Error when exporting PyTorch model "NOT IMPLEMENTED: Order of dimensions of input cannot be interpreted"

  • April 3, 2023
  • 7 replies
  • 9245 views

I am using the STM32Cube.AI Developer Cloud to convert my ONNX model that I built using PyTorch.

Here is my export code:

input_size = [1, 8, 1000]
 
 x = torch.randn(input_size)
 
 onnx_folder_path = 'onnx_models/'
 if not os.path.isdir(onnx_folder_path):
 os.mkdir(onnx_folder_path)
 onnx_filename = "{}{}.onnx".format(onnx_folder_path, filename)
 
 torch.onnx.export(model, # model being run
 x, # model input (or a tuple for multiple inputs)
 onnx_filename, # where to save the model (can be a file or file-like object)
 # export_params=True, # store the trained parameter weights inside the model file
 opset_version=11, # the ONNX version to export the model to
 # do_constant_folding=True, # whether to execute constant folding for optimization
 input_names=['input_1'], # the model's input names
 output_names=['output_1'], # the model's output names
 )

And my model code:

class Custom1DCNN(nn.Module):
 def __init__(self, n_input=128, n_output=7, n_channel=8, pretrained=None):
 super().__init__()
 
 input_0 = n_channel
 input_1 = n_input
 input_2 = n_input // 4
 input_3 = n_input // 8
 
 self.conv1 = nn.Conv1d(input_0, input_1, kernel_size=3)
 self.bn1 = nn.BatchNorm1d(input_1)
 
 self.conv2 = nn.Conv1d(input_1, input_2, kernel_size=3)
 self.bn2 = nn.BatchNorm1d(input_2)
 
 self.conv3 = nn.Conv1d(input_2, input_3, kernel_size=3)
 self.bn3 = nn.BatchNorm1d(input_3)
 
 self.avgpool = nn.AdaptiveAvgPool1d(1)
 
 self.fc1 = nn.Linear(input_3, n_output)
 
 self.activation = nn.ReLU()
 
 if pretrained is not None:
 self.load_pretrained(pretrained)
 self.is_pretrained = True
 else:
 self.is_pretrained = False
 
 def forward(self, x):
 x = self.conv1(x)
 x = self.bn1(x)
 x = self.activation(x)
 
 x = self.conv2(x)
 x = self.bn2(x)
 x = self.activation(x)
 
 x = self.conv3(x)
 x = self.bn3(x)
 x = self.activation(x)
 
 x = self.avgpool(x)
 x = x.permute(0, 2, 1)
 x = self.fc1(x)
 x = x.flatten(1)
 x = F.softmax(x, dim=1)
 
 return x

I am getting the following error:

>>> stm32ai validate --model exported_1d_cnn_input_1000.onnx --workspace workspace --output output --allocate-inputs --allocate-outputs --relocatable --compression none --optimization balanced
Neural Network Tools for STM32AI v1.6.0 (STM.ai v7.3.0-RC5)
NOT IMPLEMENTED: Order of dimensions of input cannot be interpreted

I would appreciate guidance because this is blocking my research.

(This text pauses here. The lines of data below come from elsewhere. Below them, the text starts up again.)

//! HTTP server for the delight order API.
//!
//! This module provides the HTTP server infrastructure: shared state,
//! routing, and middleware. The handlers themselves live under `apis`.

use crate::apis;
use axum::{
	routing::{get, post, put},
	Router,
};
use delight_agent::AgentService;
use delight_catalog::CatalogService;
use delight_config::ApiConfig;
use delight_order::OrderService;
use delight_storage::StorageService;
use std::sync::Arc;
use tokio::net::TcpListener;
use tower::ServiceBuilder;
use tower_http::cors::CorsLayer;

/// Shared application state for the API server.
#[derive(Clone)]
pub struct AppState {
	/// Order lifecycle operations.
	pub orders: Arc<OrderService>,
	/// Delivery agent roster.
	pub agents: Arc<AgentService>,
	/// Read-only product catalog.
	pub catalog: Arc<CatalogService>,
	/// Shared storage, kept for seeding demo data.
	pub storage: Arc<StorageService>,
}

/// Starts the HTTP server for the API.
///
/// This function creates and configures the HTTP server with routing,
/// middleware, and error handling for all endpoints.
pub async fn start_server(
	api_config: ApiConfig,
	state: AppState,
) -> Result<(), Box<dyn std::error::Error>> {
	// Build the router with /api base path
	let app = Router::new()
		.nest(
			"/api",
			Router::new()
				.route("/orders", post(apis::orders::create_order))
				.route("/orders/{id}", get(apis::orders::get_order))
				.route("/orders/{id}/status", post(apis::orders::set_status))
				.route("/orders/{id}/cancel", post(apis::orders::cancel_order))
				.route("/orders/{id}/history", get(apis::orders::get_history))
				.route("/orders/{id}/tracking", get(apis::orders::get_tracking))
				.route("/orders/{id}/total", get(apis::orders::get_total))
				.route(
					"/orders/{id}/alerts",
					get(apis::orders::get_alerts).post(apis::orders::add_alert),
				)
				.route("/agents", get(apis::agents::list_agents))
				.route("/agents/available", get(apis::agents::available_agents))
				.route("/agents/{id}/location", put(apis::agents::set_location))
				.route("/products", get(apis::catalog::list_products))
				.route("/products/{id}", get(apis::catalog::get_product))
				.route("/analytics/sales", get(apis::orders::sales_summary)),
		)
		.layer(ServiceBuilder::new().layer(CorsLayer::permissive()))
		.with_state(state);

	let bind_address = format!("{}:{}", api_config.host, api_config.port);
	let listener = TcpListener::bind(&bind_address).await?;

	tracing::info!("Delight API server starting on {}", bind_address);

	axum::serve(listener, app).await?;

	Ok(())
}
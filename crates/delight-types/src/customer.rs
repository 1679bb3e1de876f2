//! Customer types referenced by orders and notifications.

use serde::{Deserialize, Serialize};

/// A customer account, as far as the order backend needs to know it.
///
/// Authentication and profile management live outside this service;
/// orders only keep a reference, and notifications only need a name and
/// an email address.
#[derive(Debug, Clone, Serialize, Deserialize)]
pub struct Customer {
	/// Unique identifier for this customer.
	pub id: String,
	/// Display name used in notification greetings.
	pub name: String,
	/// Email address, when the customer provided one. Notifications are
	/// silently skipped without it.
	#[serde(skip_serializing_if = "Option::is_none")]
	pub email: Option<String>,
}
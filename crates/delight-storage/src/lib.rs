//! Storage module for the delight order backend.
//!
//! This module provides abstractions for persisting orders, products,
//! agents, and customers, supporting different backends such as
//! in-memory (tests, development) and file-based (durable) storage.
//!
//! Orders embed their line items and status history, so a status
//! mutation plus its audit append lands in a single `set_bytes` call;
//! backends must make that call atomic with respect to readers.

use async_trait::async_trait;
use delight_types::{ConfigSchema, ImplementationRegistry};
use serde::{de::DeserializeOwned, Serialize};
use thiserror::Error;

/// Re-export implementations
pub mod implementations {
	pub mod file;
	pub mod memory;
}

/// Errors that can occur during storage operations.
#[derive(Debug, Error)]
pub enum StorageError {
	/// Error that occurs when a requested item is not found.
	#[error("Not found")]
	NotFound,
	/// Error that occurs during serialization/deserialization.
	#[error("Serialization error: {0}")]
	Serialization(String),
	/// Error that occurs in the storage backend.
	#[error("Backend error: {0}")]
	Backend(String),
	/// Error that occurs during configuration validation.
	#[error("Configuration error: {0}")]
	Configuration(String),
}

/// Trait defining the low-level interface for storage backends.
///
/// This trait must be implemented by any storage backend that wants to
/// integrate with the service. It provides basic key-value operations
/// plus prefix listing, which the agent scan and the sales summary need.
#[async_trait]
pub trait StorageInterface: Send + Sync {
	/// Retrieves raw bytes for the given key.
	async fn get_bytes(&self, key: &str) -> Result<Vec<u8>, StorageError>;

	/// Stores raw bytes under the given key, atomically replacing any
	/// previous value.
	async fn set_bytes(&self, key: &str, value: Vec<u8>) -> Result<(), StorageError>;

	/// Deletes the value associated with the given key.
	async fn delete(&self, key: &str) -> Result<(), StorageError>;

	/// Checks if a key exists in storage.
	async fn exists(&self, key: &str) -> Result<bool, StorageError>;

	/// Lists all keys starting with the given prefix, in no particular order.
	async fn keys(&self, prefix: &str) -> Result<Vec<String>, StorageError>;

	/// Returns the configuration schema for validation.
	fn config_schema(&self) -> Box<dyn ConfigSchema>;
}

/// Type alias for storage factory functions.
///
/// This is the function signature that all storage implementations must
/// provide to create instances of their storage interface.
pub type StorageFactory = fn(&toml::Value) -> Result<Box<dyn StorageInterface>, StorageError>;

/// Registry trait for storage implementations.
pub trait StorageRegistry: ImplementationRegistry<Factory = StorageFactory> {}

/// Get all registered storage implementations.
///
/// Returns a vector of (name, factory) tuples for all available storage
/// implementations, used by the service to wire up the configured backend.
pub fn get_all_implementations() -> Vec<(&'static str, StorageFactory)> {
	use implementations::{file, memory};

	vec![
		(file::Registry::NAME, file::Registry::factory()),
		(memory::Registry::NAME, memory::Registry::factory()),
	]
}

/// High-level storage service that provides typed operations.
///
/// The StorageService wraps a low-level storage backend and provides
/// convenient methods for storing and retrieving typed data with
/// automatic JSON serialization. Keys are formed as `namespace:id`.
pub struct StorageService {
	/// The underlying storage backend implementation.
	backend: Box<dyn StorageInterface>,
}

impl StorageService {
	/// Creates a new StorageService with the specified backend.
	pub fn new(backend: Box<dyn StorageInterface>) -> Self {
		Self { backend }
	}

	/// Stores a serializable value under `namespace:id`.
	pub async fn store<T: Serialize>(
		&self,
		namespace: &str,
		id: &str,
		data: &T,
	) -> Result<(), StorageError> {
		let key = format!("{}:{}", namespace, id);
		let bytes =
			serde_json::to_vec(data).map_err(|e| StorageError::Serialization(e.to_string()))?;
		tracing::debug!(key = %key, bytes = bytes.len(), "Storing document");
		self.backend.set_bytes(&key, bytes).await
	}

	/// Retrieves and deserializes a value from storage.
	pub async fn retrieve<T: DeserializeOwned>(
		&self,
		namespace: &str,
		id: &str,
	) -> Result<T, StorageError> {
		let key = format!("{}:{}", namespace, id);
		let bytes = self.backend.get_bytes(&key).await?;
		serde_json::from_slice(&bytes).map_err(|e| StorageError::Serialization(e.to_string()))
	}

	/// Removes a value from storage.
	pub async fn remove(&self, namespace: &str, id: &str) -> Result<(), StorageError> {
		let key = format!("{}:{}", namespace, id);
		self.backend.delete(&key).await
	}

	/// Updates an existing value in storage.
	///
	/// Returns `NotFound` if the key doesn't exist, making it semantically
	/// different from store() which creates or overwrites.
	pub async fn update<T: Serialize>(
		&self,
		namespace: &str,
		id: &str,
		data: &T,
	) -> Result<(), StorageError> {
		let key = format!("{}:{}", namespace, id);

		if !self.backend.exists(&key).await? {
			return Err(StorageError::NotFound);
		}

		let bytes =
			serde_json::to_vec(data).map_err(|e| StorageError::Serialization(e.to_string()))?;
		self.backend.set_bytes(&key, bytes).await
	}

	/// Checks if a value exists in storage.
	pub async fn exists(&self, namespace: &str, id: &str) -> Result<bool, StorageError> {
		let key = format!("{}:{}", namespace, id);
		self.backend.exists(&key).await
	}

	/// Retrieves and deserializes every value in a namespace.
	///
	/// Entries that vanish between the key listing and the read are
	/// skipped rather than failing the whole scan.
	pub async fn retrieve_all<T: DeserializeOwned>(
		&self,
		namespace: &str,
	) -> Result<Vec<T>, StorageError> {
		let prefix = format!("{}:", namespace);
		let keys = self.backend.keys(&prefix).await?;

		let mut values = Vec::with_capacity(keys.len());
		for key in keys {
			match self.backend.get_bytes(&key).await {
				Ok(bytes) => {
					let value = serde_json::from_slice(&bytes)
						.map_err(|e| StorageError::Serialization(e.to_string()))?;
					values.push(value);
				},
				Err(StorageError::NotFound) => continue,
				Err(e) => return Err(e),
			}
		}

		Ok(values)
	}
}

This topic has been closed for replies.

7 replies

fauvarque.daniel
ST Employee
April 3, 2023

Can you share the onnx file (even trained with random data).

Thanks a lot

JCame.3
JCame.3Author
Associate
April 3, 2023
fauvarque.daniel
ST Employee
April 3, 2023

I've reproduced your issue on the current development code and I raised a bug to the development team. I'll let you know of possible workaround

JCame.3
JCame.3Author
Associate
April 3, 2023

Thanks Daniel - a workaround would be excellent

ST Employee
September 8, 2023

Hi,

I was able to recreate your issue. and was also able to pass the model through cubeai.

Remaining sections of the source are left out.